After the participant gave written informed consent, she was randomized into one of two study groups: women in the first group were interviewed by an interviewer first (interviewer mode), and then completed the same questions on a laptop computer using the ACASI program (ACASI mode). Women in the second group completed the questionnaire by ACASI first, and were then interviewed by an interviewer. In the interviewer mode, the interviewer read the questions as they appeared on the computer screen and entered the participant's responses. In the ACASI mode, the participant read the screen (if literate) and/or listened to the questions through earphones, and entered the answers into the computer herself. The interviewer left the room during ACASI mode after helping the participant with the first three practice questions. The time lag between ACASI and interviewer modes never exceeded 10 minutes.

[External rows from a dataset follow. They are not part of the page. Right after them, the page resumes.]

use serde::Deserialize;
use std::fs;
use std::path::Path;
use std::time::Duration;

const ENV_CONFIG_PATH: &str = "BAILCHECK_CONFIG_PATH";
const DEFAULT_CONFIG_PATH: &str = "config.yaml";

const ENV_API_KEY: &str = "OPENAI_API_KEY";
const ENV_MODEL: &str = "LLM_MODEL";
const ENV_TIMEOUT_SECS: &str = "LLM_TIMEOUT_SECS";

/// Default model for extraction and drafting
pub const DEFAULT_MODEL: &str = "gpt-4o-mini";

/// Default upper bound for a single provider call
pub const DEFAULT_TIMEOUT_SECS: u64 = 30;

/// YAML configuration file structure
#[derive(Debug, Clone, Default, Deserialize)]
pub struct ConfigFile {
    /// Overrides the built-in statute catalogue as the set of recognized sections.
    #[serde(default)]
    pub reference_sections: Option<Vec<String>>,
    /// Appends a known-bad citation to every generated draft (demo only).
    #[serde(default)]
    pub inject_hallucination: bool,
    #[serde(default)]
    pub timeout_secs: Option<u64>,
}

/// Application configuration
#[derive(Debug, Clone)]
pub struct Config {
    pub port: u16,
    pub host: String,
    /// Provider API key. Not validated here; a bad key surfaces on the first call.
    pub api_key: String,
    pub model: String,
    pub timeout: Duration,
    pub reference_sections: Option<Vec<String>>,
    pub inject_hallucination: bool,
}

impl Default for Config {
    fn default() -> Self {
        Self {
            port: 8080,
            host: "127.0.0.1".to_string(),
            api_key: String::new(),
            model: DEFAULT_MODEL.to_string(),
            timeout: Duration::from_secs(DEFAULT_TIMEOUT_SECS),
            reference_sections: None,
            inject_hallucination: false,
        }
    }
}

impl Config {
    /// Load configuration from environment and config file
    pub fn from_env() -> Self {
        let port = std::env::var("PORT")
            .ok()
            .and_then(|p| p.parse().ok())
            .unwrap_or(8080);

        let host = std::env::var("HOST").unwrap_or_else(|_| "127.0.0.1".to_string());

        let api_key = std::env::var(ENV_API_KEY).unwrap_or_default();
        if api_key.is_empty() {
            tracing::warn!("{} is not set, provider calls will fail", ENV_API_KEY);
        }

        let model = std::env::var(ENV_MODEL).unwrap_or_else(|_| DEFAULT_MODEL.to_string());

        let env_timeout = std::env::var(ENV_TIMEOUT_SECS)
            .ok()
            .and_then(|t| t.parse().ok());

        // Load config file
        let config_path = std::env::var(ENV_CONFIG_PATH)
            .unwrap_or_else(|_| DEFAULT_CONFIG_PATH.to_string());

        let file = Self::load_config_file(&config_path).unwrap_or_default();

        Self::merge(port, host, api_key, model, env_timeout, file)
    }

    /// Environment wins over the file for the timeout; everything else file-only.
    fn merge(
        port: u16,
        host: String,
        api_key: String,
        model: String,
        env_timeout: Option<u64>,
        file: ConfigFile,
    ) -> Self {
        let timeout_secs = env_timeout
            .or(file.timeout_secs)
            .filter(|secs| *secs > 0)
            .unwrap_or(DEFAULT_TIMEOUT_SECS);

        Self {
            port,
            host,
            api_key,
            model,
            timeout: Duration::from_secs(timeout_secs),
            reference_sections: file.reference_sections,
            inject_hallucination: file.inject_hallucination,
        }
    }

    /// Load configuration from YAML file
    fn load_config_file(path: &str) -> Option<ConfigFile> {
        let path = Path::new(path);

        if !path.exists() {
            tracing::debug!(path = %path.display(), "Config file not found, using defaults");
            return None;
        }

        match fs::read_to_string(path) {
            Ok(contents) => Self::parse_config_file(path, &contents),
            Err(e) => {
                tracing::warn!(path = %path.display(), error = %e, "Failed to read config file, using defaults");
                None
            }
        }
    }

    fn parse_config_file(path: &Path, contents: &str) -> Option<ConfigFile> {
        let contents = contents.trim();
        if contents.is_empty() {
            tracing::debug!(path = %path.display(), "Config file is empty, using defaults");
            return Some(ConfigFile::default());
        }

        match serde_yaml::from_str(contents) {
            Ok(config) => {
                tracing::info!(path = %path.display(), "Loaded configuration from file");
                Some(config)
            }
            Err(e) => {
                tracing::warn!(path = %path.display(), error = %e, "Failed to parse config file, using defaults");
                None
            }
        }
    }

    pub fn bind_addr(&self) -> String {
        format!("{}:{}", self.host, self.port)
    }
}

The 17 survey questions in ACASI and interviewer modes were identical, and included nine demographic questions, seven questions about ever use of a variety of family planning methods, and one question about drug allergies. None of the questions were considered sensitive by our experienced research staff, which allowed us to document women's abilities and experiences using an ACASI program in the absence of potential severe under- or over-reporting due to the nature of the questions. After completion of the interviewer and ACASI procedures, an exit survey was administered, and travel reimbursements were dispensed. The exit survey was administered face-to-face by the interviewer, and consisted of 10 questions about the participants' experiences using ACASI.
Data analysis
Data were analysed using Stata 5.0 software.14 Demographic variables and responses to exit survey questions were cross-tabulated by educational group. Differences in proportions and trends were tested using the two-sided Fisher's exact test and the Cuzick non-parametric test for trend,15 respectively. A test-retest design was used to compare interviewer mode responses to ACASI mode responses. The responses obtained for each interview question by the mode of the interview were cross-tabulated and the measures of response agreement (Kappa for binary variables, intra-group correlation coefficient for categorical variables, and Pearson's correlation coefficient for continuous variables) were calculated to assess the extent of response concordance.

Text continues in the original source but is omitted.